=== Begin Enclosure ===

//! Request/response logging and per-method metrics.
//!
//! # Metrics Emitted
//!
//! | Metric | Type | Labels |
//! |--------|------|--------|
//! | `rpc_requests_total` | Counter | `method`, `status` |
//! | `rpc_request_duration_seconds` | Histogram | `method`, `status` |
//!
//! `method` comes from the router's table, so label cardinality is bounded
//! by the registered methods.

use async_trait::async_trait;
use chrono::Utc;
use pipeline_core::{Call, CallContext, RpcResult, StatusCode};
use serde_json::Value;
use tokio::time::Instant;
use tracing::info;

use crate::middleware::ClientIp;
use crate::pipeline::{Interceptor, Next};

/// Payloads longer than this many characters are truncated in logs.
pub const MAX_LOGGED_PAYLOAD: usize = 2048;

const UNRENDERABLE: &str = "<unrenderable>";

#[derive(Debug, Clone, Copy, Default)]
pub struct LoggingInterceptor;

impl LoggingInterceptor {
    #[must_use]
    pub const fn new() -> Self {
        Self
    }
}

fn render(payload: &Value) -> String {
    let Ok(mut rendered) = serde_json::to_string(payload) else {
        return UNRENDERABLE.to_owned();
    };
    if let Some((cut, _)) = rendered.char_indices().nth(MAX_LOGGED_PAYLOAD) {
        rendered.truncate(cut);
        rendered.push_str("...");
    }
    rendered
}

#[async_trait]
impl Interceptor for LoggingInterceptor {
    fn name(&self) -> &'static str {
        "logging"
    }

    async fn intercept(&self, call: Call, ctx: &CallContext, next: Next<'_>) -> RpcResult {
        info!(
            method = ctx.method(),
            request_id = ctx.request_id(),
            payload = %render(call.request()),
            client_ip = ?call.extensions().get::<ClientIp>().and_then(ClientIp::ip),
            received_at = %ctx.received_at().to_rfc3339(),
            "Received call"
        );

        let started = Instant::now();
        let result = next.run(call).await;
        let elapsed = started.elapsed();

        let status = result.as_ref().map_or_else(|e| e.status_code(), |_| StatusCode::Ok);
        match &result {
            Ok(response) => info!(
                method = ctx.method(),
                request_id = ctx.request_id(),
                status = %status,
                response = %render(response),
                sent_at = %Utc::now().to_rfc3339(),
                elapsed_ms = elapsed.as_millis(),
                "Sent response"
            ),
            Err(_) => info!(
                method = ctx.method(),
                request_id = ctx.request_id(),
                status = %status,
                sent_at = %Utc::now().to_rfc3339(),
                elapsed_ms = elapsed.as_millis(),
                "Call failed"
            ),
        }

        let labels = [
            ("method", ctx.method().to_owned()),
            ("status", status.as_str().to_owned()),
        ];
        metrics::counter!("rpc_requests_total", &labels).increment(1);
        metrics::histogram!("rpc_request_duration_seconds", &labels).record(elapsed.as_secs_f64());

        result
    }
}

=== End Enclosure ===

## WHAT YOU SHOULD DO
Go through the listing and copy each line with the string "StatusCode".

## TASK RESPONSE
use pipeline_core::{Call, CallContext, RpcResult, StatusCode};
        let status = result.as_ref().map_or_else(|e| e.status_code(), |_| StatusCode::Ok);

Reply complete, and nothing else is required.